Starting at the top of the data and ending with the line that holds "pub struct DayCell", transcribe each line exactly; include both ends.

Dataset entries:
"""
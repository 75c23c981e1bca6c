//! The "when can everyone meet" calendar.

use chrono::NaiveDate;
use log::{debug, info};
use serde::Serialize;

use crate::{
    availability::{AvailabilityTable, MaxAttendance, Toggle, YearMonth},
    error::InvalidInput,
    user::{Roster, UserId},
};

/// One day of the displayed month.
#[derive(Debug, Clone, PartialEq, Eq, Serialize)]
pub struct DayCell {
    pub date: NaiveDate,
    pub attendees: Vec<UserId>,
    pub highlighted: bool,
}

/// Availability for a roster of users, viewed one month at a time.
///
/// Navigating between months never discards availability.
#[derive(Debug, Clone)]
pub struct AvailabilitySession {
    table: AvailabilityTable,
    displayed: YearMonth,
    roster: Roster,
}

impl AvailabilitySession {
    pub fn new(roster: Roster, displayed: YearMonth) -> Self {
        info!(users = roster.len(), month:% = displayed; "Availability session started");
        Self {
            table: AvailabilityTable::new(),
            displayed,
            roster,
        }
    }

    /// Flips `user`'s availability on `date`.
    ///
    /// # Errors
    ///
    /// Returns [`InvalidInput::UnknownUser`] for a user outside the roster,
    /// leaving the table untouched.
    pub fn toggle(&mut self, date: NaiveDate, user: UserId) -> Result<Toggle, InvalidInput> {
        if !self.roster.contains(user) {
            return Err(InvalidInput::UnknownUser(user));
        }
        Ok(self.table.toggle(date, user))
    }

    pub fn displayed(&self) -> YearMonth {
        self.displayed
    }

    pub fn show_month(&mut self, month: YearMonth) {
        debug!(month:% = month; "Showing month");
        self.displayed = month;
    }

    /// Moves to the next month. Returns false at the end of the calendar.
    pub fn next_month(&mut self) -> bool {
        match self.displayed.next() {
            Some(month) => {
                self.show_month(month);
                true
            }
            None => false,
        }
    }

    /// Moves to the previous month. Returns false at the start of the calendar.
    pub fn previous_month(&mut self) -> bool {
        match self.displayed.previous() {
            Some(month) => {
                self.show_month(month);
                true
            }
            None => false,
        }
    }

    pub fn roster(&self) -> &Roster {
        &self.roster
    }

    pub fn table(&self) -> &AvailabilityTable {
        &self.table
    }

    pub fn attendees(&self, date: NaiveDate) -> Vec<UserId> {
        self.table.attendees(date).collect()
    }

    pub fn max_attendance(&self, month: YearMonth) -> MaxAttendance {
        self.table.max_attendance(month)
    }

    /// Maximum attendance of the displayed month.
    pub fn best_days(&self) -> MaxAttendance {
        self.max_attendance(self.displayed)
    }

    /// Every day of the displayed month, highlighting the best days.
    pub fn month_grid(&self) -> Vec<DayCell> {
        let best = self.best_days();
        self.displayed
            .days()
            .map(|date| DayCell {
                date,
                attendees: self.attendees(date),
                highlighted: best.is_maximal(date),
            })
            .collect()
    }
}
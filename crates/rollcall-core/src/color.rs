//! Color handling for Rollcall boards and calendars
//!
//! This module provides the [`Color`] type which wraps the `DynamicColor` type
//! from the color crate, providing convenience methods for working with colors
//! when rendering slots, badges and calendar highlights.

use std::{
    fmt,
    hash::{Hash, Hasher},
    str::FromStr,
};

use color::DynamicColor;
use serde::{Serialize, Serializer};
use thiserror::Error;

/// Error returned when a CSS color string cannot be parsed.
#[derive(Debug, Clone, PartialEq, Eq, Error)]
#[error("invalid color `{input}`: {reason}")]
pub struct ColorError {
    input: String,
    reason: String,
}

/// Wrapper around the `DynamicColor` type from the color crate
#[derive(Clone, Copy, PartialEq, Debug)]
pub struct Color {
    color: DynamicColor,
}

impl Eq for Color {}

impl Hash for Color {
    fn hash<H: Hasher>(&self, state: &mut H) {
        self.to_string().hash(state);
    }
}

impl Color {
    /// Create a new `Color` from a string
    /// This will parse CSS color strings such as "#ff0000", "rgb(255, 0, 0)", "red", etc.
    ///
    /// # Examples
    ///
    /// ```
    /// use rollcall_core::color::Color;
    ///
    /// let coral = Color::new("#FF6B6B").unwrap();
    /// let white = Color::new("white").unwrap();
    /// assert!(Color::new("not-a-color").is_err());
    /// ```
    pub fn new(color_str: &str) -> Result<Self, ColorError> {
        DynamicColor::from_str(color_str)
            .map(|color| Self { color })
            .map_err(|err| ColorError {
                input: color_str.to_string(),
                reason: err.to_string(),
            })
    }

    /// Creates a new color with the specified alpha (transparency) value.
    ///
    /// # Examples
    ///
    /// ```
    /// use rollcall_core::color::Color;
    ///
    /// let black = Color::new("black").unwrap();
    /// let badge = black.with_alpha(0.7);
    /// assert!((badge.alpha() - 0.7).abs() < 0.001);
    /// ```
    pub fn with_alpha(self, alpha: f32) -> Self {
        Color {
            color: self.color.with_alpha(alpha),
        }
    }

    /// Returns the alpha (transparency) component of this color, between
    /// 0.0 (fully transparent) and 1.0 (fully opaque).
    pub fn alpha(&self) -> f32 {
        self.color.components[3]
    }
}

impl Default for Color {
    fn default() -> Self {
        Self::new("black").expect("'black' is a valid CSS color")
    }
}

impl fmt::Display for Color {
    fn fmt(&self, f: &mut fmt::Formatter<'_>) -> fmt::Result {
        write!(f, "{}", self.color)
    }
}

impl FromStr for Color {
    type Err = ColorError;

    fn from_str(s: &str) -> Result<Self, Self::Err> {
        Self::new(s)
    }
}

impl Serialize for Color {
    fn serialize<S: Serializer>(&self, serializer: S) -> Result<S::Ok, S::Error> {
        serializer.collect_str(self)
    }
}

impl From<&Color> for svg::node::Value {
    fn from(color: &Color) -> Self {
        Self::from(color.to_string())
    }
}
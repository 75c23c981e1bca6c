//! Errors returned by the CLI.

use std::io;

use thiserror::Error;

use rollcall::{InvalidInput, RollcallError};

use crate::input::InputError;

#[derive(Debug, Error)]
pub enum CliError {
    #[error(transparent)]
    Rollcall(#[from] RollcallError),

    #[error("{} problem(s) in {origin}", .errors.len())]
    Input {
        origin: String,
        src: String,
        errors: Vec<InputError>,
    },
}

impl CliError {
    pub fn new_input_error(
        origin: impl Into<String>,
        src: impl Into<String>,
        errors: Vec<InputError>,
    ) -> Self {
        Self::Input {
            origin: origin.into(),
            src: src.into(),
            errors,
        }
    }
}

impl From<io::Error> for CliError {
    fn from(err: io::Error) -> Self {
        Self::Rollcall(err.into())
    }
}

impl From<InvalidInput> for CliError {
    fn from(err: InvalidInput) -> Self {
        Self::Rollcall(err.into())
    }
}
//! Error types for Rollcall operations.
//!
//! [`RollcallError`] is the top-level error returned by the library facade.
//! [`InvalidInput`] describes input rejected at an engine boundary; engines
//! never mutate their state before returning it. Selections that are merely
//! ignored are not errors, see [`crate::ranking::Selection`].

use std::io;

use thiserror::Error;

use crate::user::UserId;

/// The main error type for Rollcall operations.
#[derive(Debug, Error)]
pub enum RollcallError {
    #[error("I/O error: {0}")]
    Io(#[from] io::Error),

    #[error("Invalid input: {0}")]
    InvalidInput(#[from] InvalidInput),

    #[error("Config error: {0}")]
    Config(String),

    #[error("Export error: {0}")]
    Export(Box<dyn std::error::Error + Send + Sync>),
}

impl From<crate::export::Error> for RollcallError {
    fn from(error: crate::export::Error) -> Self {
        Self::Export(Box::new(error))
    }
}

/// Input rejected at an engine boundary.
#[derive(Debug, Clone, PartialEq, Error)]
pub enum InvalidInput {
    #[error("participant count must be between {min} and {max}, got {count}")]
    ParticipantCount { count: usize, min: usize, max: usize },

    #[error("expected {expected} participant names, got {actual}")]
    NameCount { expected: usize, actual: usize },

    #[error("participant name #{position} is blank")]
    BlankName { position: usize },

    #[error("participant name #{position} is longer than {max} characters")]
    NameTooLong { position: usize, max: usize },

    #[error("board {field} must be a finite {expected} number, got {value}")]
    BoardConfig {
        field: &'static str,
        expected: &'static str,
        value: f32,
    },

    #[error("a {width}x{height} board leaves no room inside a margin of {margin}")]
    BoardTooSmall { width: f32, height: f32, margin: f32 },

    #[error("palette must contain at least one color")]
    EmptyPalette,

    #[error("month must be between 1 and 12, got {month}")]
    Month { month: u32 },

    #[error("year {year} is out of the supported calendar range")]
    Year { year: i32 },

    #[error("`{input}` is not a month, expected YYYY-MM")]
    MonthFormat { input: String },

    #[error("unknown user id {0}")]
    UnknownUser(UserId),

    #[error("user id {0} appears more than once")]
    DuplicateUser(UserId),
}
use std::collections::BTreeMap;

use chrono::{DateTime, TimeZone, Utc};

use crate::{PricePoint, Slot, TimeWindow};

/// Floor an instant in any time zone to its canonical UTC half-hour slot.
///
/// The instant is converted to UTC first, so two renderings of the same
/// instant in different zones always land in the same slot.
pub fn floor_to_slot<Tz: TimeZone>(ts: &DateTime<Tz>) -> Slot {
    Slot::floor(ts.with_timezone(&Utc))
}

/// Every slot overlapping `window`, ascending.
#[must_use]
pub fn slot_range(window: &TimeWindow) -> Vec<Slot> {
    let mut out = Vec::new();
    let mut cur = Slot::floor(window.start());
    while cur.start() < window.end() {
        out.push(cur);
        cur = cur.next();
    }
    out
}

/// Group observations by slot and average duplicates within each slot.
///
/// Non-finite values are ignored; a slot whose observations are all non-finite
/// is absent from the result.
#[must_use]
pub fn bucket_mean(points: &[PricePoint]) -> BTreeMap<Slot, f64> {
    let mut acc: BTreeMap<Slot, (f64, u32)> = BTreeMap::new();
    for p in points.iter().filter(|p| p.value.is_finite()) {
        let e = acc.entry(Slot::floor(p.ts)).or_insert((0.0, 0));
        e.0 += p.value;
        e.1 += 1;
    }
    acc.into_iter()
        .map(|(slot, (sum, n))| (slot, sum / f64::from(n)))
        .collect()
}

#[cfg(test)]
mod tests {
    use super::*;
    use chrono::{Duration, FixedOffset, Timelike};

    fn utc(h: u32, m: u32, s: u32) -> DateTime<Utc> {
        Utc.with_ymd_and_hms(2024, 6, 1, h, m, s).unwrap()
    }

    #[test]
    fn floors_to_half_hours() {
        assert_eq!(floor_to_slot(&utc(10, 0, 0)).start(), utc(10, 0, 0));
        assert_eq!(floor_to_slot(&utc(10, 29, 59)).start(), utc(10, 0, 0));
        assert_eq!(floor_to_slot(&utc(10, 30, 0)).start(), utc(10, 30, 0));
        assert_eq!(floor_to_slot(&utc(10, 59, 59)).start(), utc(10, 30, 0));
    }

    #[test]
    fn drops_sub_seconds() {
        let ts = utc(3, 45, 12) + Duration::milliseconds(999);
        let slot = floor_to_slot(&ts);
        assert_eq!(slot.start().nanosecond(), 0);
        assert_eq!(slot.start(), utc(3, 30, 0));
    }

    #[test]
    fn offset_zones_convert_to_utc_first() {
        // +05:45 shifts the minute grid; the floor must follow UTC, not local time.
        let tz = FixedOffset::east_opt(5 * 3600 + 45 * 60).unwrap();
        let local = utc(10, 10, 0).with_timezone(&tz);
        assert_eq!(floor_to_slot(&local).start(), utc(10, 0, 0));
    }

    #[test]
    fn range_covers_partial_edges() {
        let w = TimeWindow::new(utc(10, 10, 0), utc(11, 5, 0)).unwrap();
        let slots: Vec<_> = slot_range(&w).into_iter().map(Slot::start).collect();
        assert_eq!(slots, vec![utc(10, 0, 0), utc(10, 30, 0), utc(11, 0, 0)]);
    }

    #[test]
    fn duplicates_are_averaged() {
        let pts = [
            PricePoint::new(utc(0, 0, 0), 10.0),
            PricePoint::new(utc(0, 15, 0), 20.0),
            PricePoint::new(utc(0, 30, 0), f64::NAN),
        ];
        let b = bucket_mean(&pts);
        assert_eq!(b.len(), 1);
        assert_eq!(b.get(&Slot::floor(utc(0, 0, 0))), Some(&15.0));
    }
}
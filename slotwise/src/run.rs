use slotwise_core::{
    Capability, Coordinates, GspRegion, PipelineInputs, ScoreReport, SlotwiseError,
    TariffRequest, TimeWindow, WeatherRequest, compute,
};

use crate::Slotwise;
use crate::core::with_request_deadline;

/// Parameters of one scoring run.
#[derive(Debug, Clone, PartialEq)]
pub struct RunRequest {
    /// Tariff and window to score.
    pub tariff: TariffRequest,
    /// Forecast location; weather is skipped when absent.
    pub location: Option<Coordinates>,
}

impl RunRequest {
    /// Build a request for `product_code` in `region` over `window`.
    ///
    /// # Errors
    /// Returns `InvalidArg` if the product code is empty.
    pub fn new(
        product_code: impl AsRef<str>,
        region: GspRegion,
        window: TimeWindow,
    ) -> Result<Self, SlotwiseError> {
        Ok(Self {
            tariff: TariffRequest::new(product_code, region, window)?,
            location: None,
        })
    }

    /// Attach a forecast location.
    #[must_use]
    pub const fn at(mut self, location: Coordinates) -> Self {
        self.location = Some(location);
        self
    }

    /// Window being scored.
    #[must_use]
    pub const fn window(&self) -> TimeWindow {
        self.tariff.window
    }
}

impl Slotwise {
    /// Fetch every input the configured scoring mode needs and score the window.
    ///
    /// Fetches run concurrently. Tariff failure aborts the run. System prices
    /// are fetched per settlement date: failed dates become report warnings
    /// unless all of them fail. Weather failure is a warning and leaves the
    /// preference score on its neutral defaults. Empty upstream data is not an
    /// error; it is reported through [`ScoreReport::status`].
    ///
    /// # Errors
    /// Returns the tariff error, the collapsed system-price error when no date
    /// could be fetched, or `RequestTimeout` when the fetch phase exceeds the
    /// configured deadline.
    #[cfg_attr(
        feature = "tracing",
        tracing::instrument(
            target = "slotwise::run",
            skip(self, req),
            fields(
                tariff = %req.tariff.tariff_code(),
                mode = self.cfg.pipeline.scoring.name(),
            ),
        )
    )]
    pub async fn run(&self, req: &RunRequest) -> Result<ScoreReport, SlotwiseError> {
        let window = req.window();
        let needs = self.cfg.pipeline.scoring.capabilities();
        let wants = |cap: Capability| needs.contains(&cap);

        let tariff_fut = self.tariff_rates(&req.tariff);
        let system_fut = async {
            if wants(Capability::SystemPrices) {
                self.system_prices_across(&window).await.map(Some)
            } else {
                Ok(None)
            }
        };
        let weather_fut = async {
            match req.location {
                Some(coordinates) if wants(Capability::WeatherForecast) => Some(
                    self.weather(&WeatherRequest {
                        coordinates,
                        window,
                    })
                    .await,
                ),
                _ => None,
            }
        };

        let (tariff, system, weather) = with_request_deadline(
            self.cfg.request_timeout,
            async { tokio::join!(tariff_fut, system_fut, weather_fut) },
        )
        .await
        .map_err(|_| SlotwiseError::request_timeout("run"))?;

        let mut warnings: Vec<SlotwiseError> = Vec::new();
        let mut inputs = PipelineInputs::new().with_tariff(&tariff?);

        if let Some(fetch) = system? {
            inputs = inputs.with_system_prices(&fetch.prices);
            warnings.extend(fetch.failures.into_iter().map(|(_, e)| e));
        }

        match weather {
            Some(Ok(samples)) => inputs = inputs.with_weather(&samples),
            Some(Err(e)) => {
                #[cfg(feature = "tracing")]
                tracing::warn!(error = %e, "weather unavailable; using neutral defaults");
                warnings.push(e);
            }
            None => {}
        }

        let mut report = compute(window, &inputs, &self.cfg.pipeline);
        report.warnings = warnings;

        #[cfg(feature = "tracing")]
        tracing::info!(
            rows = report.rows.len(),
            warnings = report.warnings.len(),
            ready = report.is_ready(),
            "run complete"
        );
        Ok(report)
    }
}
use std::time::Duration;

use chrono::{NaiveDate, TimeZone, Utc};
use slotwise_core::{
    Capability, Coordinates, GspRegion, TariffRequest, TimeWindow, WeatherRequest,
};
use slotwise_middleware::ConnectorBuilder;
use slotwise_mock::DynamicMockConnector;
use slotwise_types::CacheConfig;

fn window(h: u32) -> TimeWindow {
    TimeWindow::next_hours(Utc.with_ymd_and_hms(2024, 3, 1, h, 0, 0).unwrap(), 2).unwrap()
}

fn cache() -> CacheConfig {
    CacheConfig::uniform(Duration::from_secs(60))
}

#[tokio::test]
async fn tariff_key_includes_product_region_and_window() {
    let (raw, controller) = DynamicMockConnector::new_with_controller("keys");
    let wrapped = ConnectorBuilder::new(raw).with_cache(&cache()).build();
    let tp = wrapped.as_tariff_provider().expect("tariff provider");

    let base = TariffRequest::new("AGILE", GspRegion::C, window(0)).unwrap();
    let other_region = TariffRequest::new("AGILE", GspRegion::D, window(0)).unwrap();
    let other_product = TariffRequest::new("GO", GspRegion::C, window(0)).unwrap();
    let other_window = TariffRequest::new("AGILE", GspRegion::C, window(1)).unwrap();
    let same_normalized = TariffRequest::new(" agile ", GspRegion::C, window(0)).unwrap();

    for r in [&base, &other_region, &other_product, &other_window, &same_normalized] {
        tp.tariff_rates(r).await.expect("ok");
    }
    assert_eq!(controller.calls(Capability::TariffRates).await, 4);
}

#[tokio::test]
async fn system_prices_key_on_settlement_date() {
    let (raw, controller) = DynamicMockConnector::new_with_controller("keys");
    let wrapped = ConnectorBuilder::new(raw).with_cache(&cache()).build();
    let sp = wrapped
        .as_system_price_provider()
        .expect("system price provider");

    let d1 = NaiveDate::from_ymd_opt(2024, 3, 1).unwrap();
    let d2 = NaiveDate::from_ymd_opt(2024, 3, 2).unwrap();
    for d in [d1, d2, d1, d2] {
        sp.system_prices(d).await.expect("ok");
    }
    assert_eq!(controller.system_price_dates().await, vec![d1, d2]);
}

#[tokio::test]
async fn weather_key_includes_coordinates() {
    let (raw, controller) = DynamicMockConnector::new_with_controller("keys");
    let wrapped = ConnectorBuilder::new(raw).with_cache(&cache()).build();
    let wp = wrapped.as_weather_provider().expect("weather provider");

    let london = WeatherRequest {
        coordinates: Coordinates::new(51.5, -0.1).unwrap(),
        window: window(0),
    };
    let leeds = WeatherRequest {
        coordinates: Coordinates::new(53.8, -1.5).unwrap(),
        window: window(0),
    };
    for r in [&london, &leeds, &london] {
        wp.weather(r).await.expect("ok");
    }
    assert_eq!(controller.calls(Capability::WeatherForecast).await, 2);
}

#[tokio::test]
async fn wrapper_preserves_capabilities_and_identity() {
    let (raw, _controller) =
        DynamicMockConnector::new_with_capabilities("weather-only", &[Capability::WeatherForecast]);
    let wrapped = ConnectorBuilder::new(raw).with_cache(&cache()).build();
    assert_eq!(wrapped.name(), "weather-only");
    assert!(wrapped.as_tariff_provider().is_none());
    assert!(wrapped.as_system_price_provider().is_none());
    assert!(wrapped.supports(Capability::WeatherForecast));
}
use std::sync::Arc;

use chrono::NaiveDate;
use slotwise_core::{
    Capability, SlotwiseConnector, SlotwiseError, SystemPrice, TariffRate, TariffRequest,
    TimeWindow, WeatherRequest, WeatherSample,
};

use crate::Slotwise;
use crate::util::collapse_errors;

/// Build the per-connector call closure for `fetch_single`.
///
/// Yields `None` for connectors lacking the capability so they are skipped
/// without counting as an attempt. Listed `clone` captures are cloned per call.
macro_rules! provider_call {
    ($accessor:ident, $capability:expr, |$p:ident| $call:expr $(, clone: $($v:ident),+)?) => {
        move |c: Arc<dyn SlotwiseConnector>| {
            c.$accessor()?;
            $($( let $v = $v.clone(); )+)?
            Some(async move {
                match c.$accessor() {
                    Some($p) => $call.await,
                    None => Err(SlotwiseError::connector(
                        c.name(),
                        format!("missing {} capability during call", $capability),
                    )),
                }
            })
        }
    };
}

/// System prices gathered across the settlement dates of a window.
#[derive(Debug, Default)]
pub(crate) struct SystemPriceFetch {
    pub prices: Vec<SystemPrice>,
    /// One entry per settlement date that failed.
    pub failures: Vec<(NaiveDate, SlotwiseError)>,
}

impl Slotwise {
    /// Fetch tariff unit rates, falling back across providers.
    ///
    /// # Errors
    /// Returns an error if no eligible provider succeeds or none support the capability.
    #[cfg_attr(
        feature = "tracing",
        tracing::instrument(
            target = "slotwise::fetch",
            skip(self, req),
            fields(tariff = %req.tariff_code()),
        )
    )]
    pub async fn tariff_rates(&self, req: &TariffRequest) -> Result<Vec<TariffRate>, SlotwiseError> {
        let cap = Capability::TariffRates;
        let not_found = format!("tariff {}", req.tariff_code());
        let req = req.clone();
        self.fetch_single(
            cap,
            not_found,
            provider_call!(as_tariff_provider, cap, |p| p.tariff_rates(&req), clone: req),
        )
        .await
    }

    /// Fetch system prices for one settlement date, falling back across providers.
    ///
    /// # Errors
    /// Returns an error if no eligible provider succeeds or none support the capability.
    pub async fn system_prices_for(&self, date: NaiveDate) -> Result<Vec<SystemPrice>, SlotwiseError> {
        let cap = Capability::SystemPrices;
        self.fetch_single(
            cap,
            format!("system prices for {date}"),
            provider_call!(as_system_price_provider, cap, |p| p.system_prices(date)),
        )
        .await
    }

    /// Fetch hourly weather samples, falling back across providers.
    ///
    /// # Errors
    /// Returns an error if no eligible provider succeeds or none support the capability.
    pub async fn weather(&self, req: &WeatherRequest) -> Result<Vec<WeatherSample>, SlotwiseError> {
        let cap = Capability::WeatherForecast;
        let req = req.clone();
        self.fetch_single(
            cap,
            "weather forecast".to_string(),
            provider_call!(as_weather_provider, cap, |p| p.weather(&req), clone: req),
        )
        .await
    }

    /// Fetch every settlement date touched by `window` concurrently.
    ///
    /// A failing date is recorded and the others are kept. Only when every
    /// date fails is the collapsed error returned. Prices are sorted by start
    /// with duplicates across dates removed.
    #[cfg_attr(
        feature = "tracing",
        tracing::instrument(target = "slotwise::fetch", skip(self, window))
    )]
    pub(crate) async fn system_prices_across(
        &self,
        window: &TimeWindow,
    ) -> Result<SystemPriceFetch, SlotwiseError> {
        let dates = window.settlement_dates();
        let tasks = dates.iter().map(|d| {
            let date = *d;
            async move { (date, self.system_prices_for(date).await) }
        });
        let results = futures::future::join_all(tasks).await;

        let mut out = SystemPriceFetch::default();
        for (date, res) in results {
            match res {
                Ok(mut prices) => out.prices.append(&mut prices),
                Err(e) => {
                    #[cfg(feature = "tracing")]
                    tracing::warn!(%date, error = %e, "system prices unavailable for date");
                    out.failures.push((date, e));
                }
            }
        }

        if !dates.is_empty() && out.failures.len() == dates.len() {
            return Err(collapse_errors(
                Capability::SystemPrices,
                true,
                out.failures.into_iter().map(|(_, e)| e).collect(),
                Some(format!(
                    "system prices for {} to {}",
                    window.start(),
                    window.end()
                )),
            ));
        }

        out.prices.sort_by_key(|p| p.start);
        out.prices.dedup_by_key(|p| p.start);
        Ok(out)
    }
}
"""
Solved problem -
repository 75c23c981e1bca6c
//! The "when can everyone meet" calendar.

use chrono::NaiveDate;
use log::{debug, info};
use serde::Serialize;

use crate::{
    availability::{AvailabilityTable, MaxAttendance, Toggle, YearMonth},
    error::InvalidInput,
    user::{Roster, UserId},
};

/// One day of the displayed month.
#[derive(Debug, Clone, PartialEq, Eq, Serialize)]
pub struct DayCell {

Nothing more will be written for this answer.